Western blot analysis. Myelin was prepared by standard procedures from adult mouse brains (Norton, 1974). Myelin proteins (1–10 μg) were separated by SDS-PAGE (12%) under reducing conditions and transferred to supported nitrocellulose membranes (BA-S 85, Schleicher & Schuell, Dassel, Germany) by semi-dry electroblotting. Membranes were blocked for at least 2 hr at room temperature with 5% nonfat dry milk, 0.01% gelatin, 1% BSA, and 0.02% Tween 20 in Tris-buffered saline (TBS; 50 mm Tris base, 150 mm NaCl, pH 7.4). Incubation with antibodies (1:40 for A431 and 1:10 for O10) in the same buffer was for 2 hr at room temperature. After two washes (0.1% Tween 20 in TBS), secondary horseradish peroxidase-conjugated antibodies (Amersham, Braunschweig, Germany, and Dianova, diluted 1:1000) were applied for 2 hr. Immunoreactive proteins were detected with an enhanced chemiluminescence kit (ECL, Amersham) according to the manufacturers instructions, using ECL-Hyperfilm.

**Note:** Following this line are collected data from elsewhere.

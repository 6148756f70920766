//! Per-request cancellation tokens with parent → child cascade.
//!
//! Each `request_id` owns a group token; every dispatcher serving that
//! request gets a child of it.  A request created from a child context
//! hangs its group under the parent's group, so cancelling the parent
//! request cancels all of its children too.  Several dispatchers may share
//! one `request_id`; the group lives until the last of them is removed.

use std::collections::HashMap;

use parking_lot::Mutex;
use tokio_util::sync::CancellationToken;

struct RequestGroup {
    token: CancellationToken,
    live: usize,
}

#[derive(Default)]
pub struct CancelRegistry {
    groups: Mutex<HashMap<String, RequestGroup>>,
}

impl CancelRegistry {
    pub fn new() -> Self {
        Self::default()
    }

    /// Register one dispatcher for `request_id` and return its token.
    ///
    /// The first registration for a request creates the group, as a child
    /// of `parent_request_id`'s group when that one is still registered.
    /// A group that was already cancelled hands out cancelled tokens.
    pub fn register(&self, request_id: &str, parent_request_id: Option<&str>) -> CancellationToken {
        let mut groups = self.groups.lock();
        if let Some(group) = groups.get_mut(request_id) {
            group.live += 1;
            return group.token.child_token();
        }

        let token = match parent_request_id.and_then(|p| groups.get(p)) {
            Some(parent) => parent.token.child_token(),
            None => CancellationToken::new(),
        };
        let dispatcher_token = token.child_token();
        groups.insert(request_id.to_owned(), RequestGroup { token, live: 1 });
        dispatcher_token
    }

    /// Cancel every dispatcher of a request and of its child requests.
    /// Returns true if the request was registered.
    pub fn cancel(&self, request_id: &str) -> bool {
        match self.groups.lock().get(request_id) {
            Some(group) => {
                group.token.cancel();
                true
            }
            None => false,
        }
    }

    /// Drop one dispatcher's registration; the group goes with the last one.
    pub fn remove(&self, request_id: &str) {
        let mut groups = self.groups.lock();
        if let Some(group) = groups.get_mut(request_id) {
            group.live = group.live.saturating_sub(1);
            if group.live == 0 {
                groups.remove(request_id);
            }
        }
    }

    pub fn is_registered(&self, request_id: &str) -> bool {
        self.groups.lock().contains_key(request_id)
    }

    /// Dispatchers currently registered under `request_id`.
    pub fn live_for(&self, request_id: &str) -> usize {
        self.groups.lock().get(request_id).map_or(0, |g| g.live)
    }

    /// Number of registered requests.
    pub fn len(&self) -> usize {
        self.groups.lock().len()
    }

    pub fn is_empty(&self) -> bool {
        self.groups.lock().is_empty()
    }
}

#[cfg(test)]
mod tests {
    use super::*;

    #[test]
    fn register_and_cancel() {
        let reg = CancelRegistry::new();
        let token = reg.register("r1", None);
        assert!(!token.is_cancelled());
        assert!(reg.is_registered("r1"));

        assert!(reg.cancel("r1"));
        assert!(token.is_cancelled());

        reg.remove("r1");
        assert!(!reg.is_registered("r1"));
        assert!(!reg.cancel("r1"));
    }

    #[test]
    fn cancel_cascades_to_children() {
        let reg = CancelRegistry::new();
        let parent = reg.register("parent", None);
        let child = reg.register("child", Some("parent"));
        let grandchild = reg.register("grandchild", Some("child"));

        reg.cancel("parent");
        assert!(parent.is_cancelled());
        assert!(child.is_cancelled());
        assert!(grandchild.is_cancelled());
    }

    #[test]
    fn cancelling_child_leaves_parent_running() {
        let reg = CancelRegistry::new();
        let parent = reg.register("parent", None);
        let child = reg.register("child", Some("parent"));

        reg.cancel("child");
        assert!(child.is_cancelled());
        assert!(!parent.is_cancelled());
    }

    #[test]
    fn unknown_parent_gives_independent_token() {
        let reg = CancelRegistry::new();
        let token = reg.register("orphan", Some("finished-parent"));
        assert!(!token.is_cancelled());
        assert!(!reg.cancel("finished-parent"));
        assert!(!token.is_cancelled());
    }

    #[test]
    fn shared_request_survives_one_removal() {
        let reg = CancelRegistry::new();
        let first = reg.register("r1", None);
        let second = reg.register("r1", None);
        assert_eq!(reg.live_for("r1"), 2);

        reg.remove("r1");
        assert!(reg.is_registered("r1"));
        assert!(reg.cancel("r1"));
        assert!(first.is_cancelled());
        assert!(second.is_cancelled());

        reg.remove("r1");
        assert!(!reg.is_registered("r1"));
    }

    #[test]
    fn cancelling_one_dispatcher_token_spares_its_siblings() {
        let reg = CancelRegistry::new();
        let first = reg.register("r1", None);
        let second = reg.register("r1", None);
        let child = reg.register("r2", Some("r1"));

        first.cancel();
        assert!(!second.is_cancelled());
        assert!(!child.is_cancelled());
    }

    #[test]
    fn remove_is_idempotent() {
        let reg = CancelRegistry::new();
        reg.register("r1", None);
        reg.remove("r1");
        reg.remove("r1");
        assert!(reg.is_empty());
    }
}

Molecular cloning. All cDNA expression constructs were derivatives of clones pC4 and pC11, which encode wild-type mouse PLP and DM20, respectively (Nave et al., 1987). cDNA inserts were excised with BamHI and PstI and ligated into the expression vector pCMV, generating clones pR4 and pR11. Expression of PLP (in pR4) and DM20 (in pR11) was under the control of the human CMV promoter. A β-globin gene-derived intron was located in the 5′ untranslated region and the SV40 polyadenylation signal in the 3′ untranslated region of each construct. The presence of the SV40 early region allowed maintenance of each plasmid at a high copy number in transfected COS-7 cells. Mutant derivatives of pR4 (listed in Fig.2B) were generated by substituting internal restriction fragments against homologous fragments from mutant cDNAs. For jimpy PLP this was a BglII–PstI fragment excised from clone pJ31 (Nave et al., 1986). pRJ4 contained PLP exons 1–3 from clone p27 of Milner et al. (1985).Jimpymsd derivatives were generated by PCR amplification of PLP and DM20 cDNA fragments from total brain cDNA of hemizygous mutant mice (kindly provided by S. Billings-Gagliardi, Worcester, MA). By using primers flanking exon 6 (primer A: 5′-CATCACCTATGCCCTGA-3′ and primer B: 5′-ATGGATCCAC-AAAGGGGAGTTTCTATGGGA-GCTC-3′), a 400 bp fragment with the mutation was obtained, digested with NcoI andSpeI, and ligated into the homologous position of pR4 and pR11. A rumpshaker clone was constructed by amplification of mutant brain cDNA, as described by Schneider et al. (1992), and ligation of mutant exon 4 into the BsrGI/SpeI sites of clone pR4 and pR11. A hemagglutinin (HA) epitope tag replacing the last six residues of wild-type PLP with the 12′ mer RGPYPYDVPDYA was generated by PCR using primer C (5′-GCGATCCTGCA-GTCAGGCGTAGTCGGGAACGTCGTAGGGGTAAGGACCTCGTC-GGCCCATGAGTTT-3′) instead of primer B. All PCR-generated fragments were confirmed by DNA sequence analysis.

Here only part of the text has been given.